His cheek is swollen,
Toothache very bad.
He warmed himself that night
By the Charuk palace fire,
Then exposed his heated cheek
To a draught in terror dire.
"Well, he hasn't had his way this time, but he will the next," Dio thought. "You will be king over the mice, you cat."
The City of the Sun, Akhetaton, Egypt's new Capital, was built in the province of Hares, half-way between Memphis and Thebes, four hundred aters or five days' journey from Thebes.
They sailed in the day-time only and spent the nights in harbours: sailing at night was dangerous because of the many shallows and whirlpools. The bed of the Nile changed continually, especially in winter when the water was shallow. The pilot, standing on the ship's prow, was all the time feeling the bottom with a pole.

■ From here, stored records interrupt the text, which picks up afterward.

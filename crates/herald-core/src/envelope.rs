use std::f64::consts::FRAC_PI_2;

use serde::{Deserialize, Serialize};

use crate::model::{FadeSpec, MixParams};

pub const MIN_SAMPLE_STEP_SECONDS: f64 = 0.001;
pub const MAX_ENVELOPE_SAMPLES: usize = 100_000;

#[derive(Debug, Clone, Copy, Default, Serialize, Deserialize, PartialEq, Eq)]
#[serde(rename_all = "snake_case")]
pub enum FadeCurve {
    #[default]
    Linear,
    EqualPower,
}

impl FadeCurve {
    #[must_use]
    pub fn shape(self, ratio: f64) -> f64 {
        match self {
            Self::Linear => ratio,
            Self::EqualPower => (ratio * FRAC_PI_2).sin(),
        }
    }
}

#[derive(Debug, Clone, Copy, Default, Serialize, Deserialize, PartialEq, Eq)]
#[serde(rename_all = "snake_case")]
pub enum FadeInScope {
    #[default]
    Always,
    /// Ramp in only when the BGM starts before the speech.
    LeadingOnly,
}

#[derive(Debug, Clone, Copy, Default, Serialize, Deserialize, PartialEq, Eq)]
#[serde(default)]
pub struct EnvelopePolicy {
    pub curve: FadeCurve,
    pub fade_in_scope: FadeInScope,
}

#[derive(Debug, Clone, Copy, Serialize, Deserialize, PartialEq)]
pub struct GainSample {
    pub time_seconds: f64,
    pub gain: f64,
}

#[derive(Debug, Clone, Copy, Serialize, Deserialize, PartialEq)]
pub struct MixEnvelope {
    start_seconds: f64,
    end_seconds: f64,
    fade_in_seconds: f64,
    fade_out_seconds: f64,
    curve: FadeCurve,
}

impl MixEnvelope {
    #[must_use]
    pub fn new(bgm_offset_seconds: f64, bgm_duration_seconds: f64, fades: FadeSpec) -> Self {
        Self::with_policy(
            bgm_offset_seconds,
            bgm_duration_seconds,
            fades,
            EnvelopePolicy::default(),
        )
    }

    #[must_use]
    pub fn with_policy(
        bgm_offset_seconds: f64,
        bgm_duration_seconds: f64,
        fades: FadeSpec,
        policy: EnvelopePolicy,
    ) -> Self {
        let fade_in_seconds = match policy.fade_in_scope {
            FadeInScope::LeadingOnly if bgm_offset_seconds >= 0.0 => 0.0,
            FadeInScope::Always | FadeInScope::LeadingOnly => fades.fade_in_seconds.max(0.0),
        };

        Self {
            start_seconds: bgm_offset_seconds,
            end_seconds: bgm_offset_seconds + bgm_duration_seconds.max(0.0),
            fade_in_seconds,
            fade_out_seconds: fades.fade_out_seconds.max(0.0),
            curve: policy.curve,
        }
    }

    #[must_use]
    pub fn from_params(params: &MixParams, policy: EnvelopePolicy) -> Self {
        Self::with_policy(
            params.bgm_offset_seconds,
            params.bgm_duration_seconds,
            params.fades,
            policy,
        )
    }

    #[must_use]
    pub fn start_seconds(&self) -> f64 {
        self.start_seconds
    }

    #[must_use]
    pub fn end_seconds(&self) -> f64 {
        self.end_seconds
    }

    #[must_use]
    pub fn fade_in_seconds(&self) -> f64 {
        self.fade_in_seconds
    }

    #[must_use]
    pub fn fade_out_seconds(&self) -> f64 {
        self.fade_out_seconds
    }

    #[must_use]
    pub fn curve(&self) -> FadeCurve {
        self.curve
    }

    /// BGM gain at `time_seconds`. Zero outside `[start, end)`; overlapping
    /// ramps resolve to the smaller of the two.
    #[must_use]
    pub fn gain(&self, time_seconds: f64) -> f64 {
        if time_seconds < self.start_seconds || time_seconds >= self.end_seconds {
            return 0.0;
        }

        let elapsed = time_seconds - self.start_seconds;
        let remaining = self.end_seconds - time_seconds;
        let gain_in = ramp(elapsed, self.fade_in_seconds, self.curve);
        let gain_out = ramp(remaining, self.fade_out_seconds, self.curve);
        gain_in.min(gain_out)
    }

    /// Gain from `min(0, start)` through `end`. The step never drops below
    /// [`MIN_SAMPLE_STEP_SECONDS`] and widens to keep the result within
    /// [`MAX_ENVELOPE_SAMPLES`].
    #[must_use]
    pub fn sample(&self, step_seconds: f64) -> Vec<GainSample> {
        let start = self.start_seconds.min(0.0);
        let span = (self.end_seconds - start).max(0.0);
        let step = step_seconds
            .max(MIN_SAMPLE_STEP_SECONDS)
            .max(span / (MAX_ENVELOPE_SAMPLES - 1) as f64);
        let count = ((span / step).ceil() as usize).min(MAX_ENVELOPE_SAMPLES - 1);

        (0..=count)
            .map(|index| {
                let time_seconds = start + step * index as f64;
                GainSample {
                    time_seconds,
                    gain: self.gain(time_seconds),
                }
            })
            .collect()
    }
}

#[must_use]
pub fn tts_gain(_time_seconds: f64) -> f64 {
    1.0
}

fn ramp(distance_seconds: f64, fade_seconds: f64, curve: FadeCurve) -> f64 {
    if fade_seconds > 0.0 {
        curve.shape((distance_seconds / fade_seconds).clamp(0.0, 1.0))
    } else {
        1.0
    }
}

They passed the big commercial harbour, Copt, which lay on the caravan route leading through the desert to the Red Sea; the town of Dendera, with the great temple of Isis-Hathor; the town of Abt, where the body of the god-man, Osiris, was buried, and the most ancient of the Egyptian cities, Tinis, the capital of Men, the first king of Egypt.
But the cities were few; poor villages with huts made of the dried mud of the Nile were more frequent. The yellow streak of dead sand and the black streak of fertile earth—Black Earth, Kemet, was the name of Egypt—stretched on either side of the river, peaceful, simple and monotonous; the black of the Nile mud, humid and shining like the living 'pupil of Isis' and the yellow of the desert—life and death—were side by side, in an eternal union, eternal peace.
It was winter—sowing time. Men were ploughing, harrowing, sowing. Oxen slowly walked along drawing rich furrows with the plough. Here and there the first crops already showed their bright spring green. And the melancholy singing of the ploughman echoed far in the stillness of the fields.
The dull white waters of the Nile now flowed fast, pressed in by rocky banks; now widened out in pools and backwaters still as a pond, with impassable jungles of papyrus and green carpets of floating lotus leaves; only a hippopotamus, waddling ashore, and a lion or a leopard, coming down to drink, cut narrow paths in those thickets.
A long-legged ibis strode along the humid slime measuring the ground like the wise god Tot, the land-measurer. Crocodiles lay on the sandbanks, like slimy logs, and the birds benu—a kind of heron—walked along their backs picking off the water fleas or, fearlessly thrusting their heads into the open jaws, cleaned the monsters' teeth.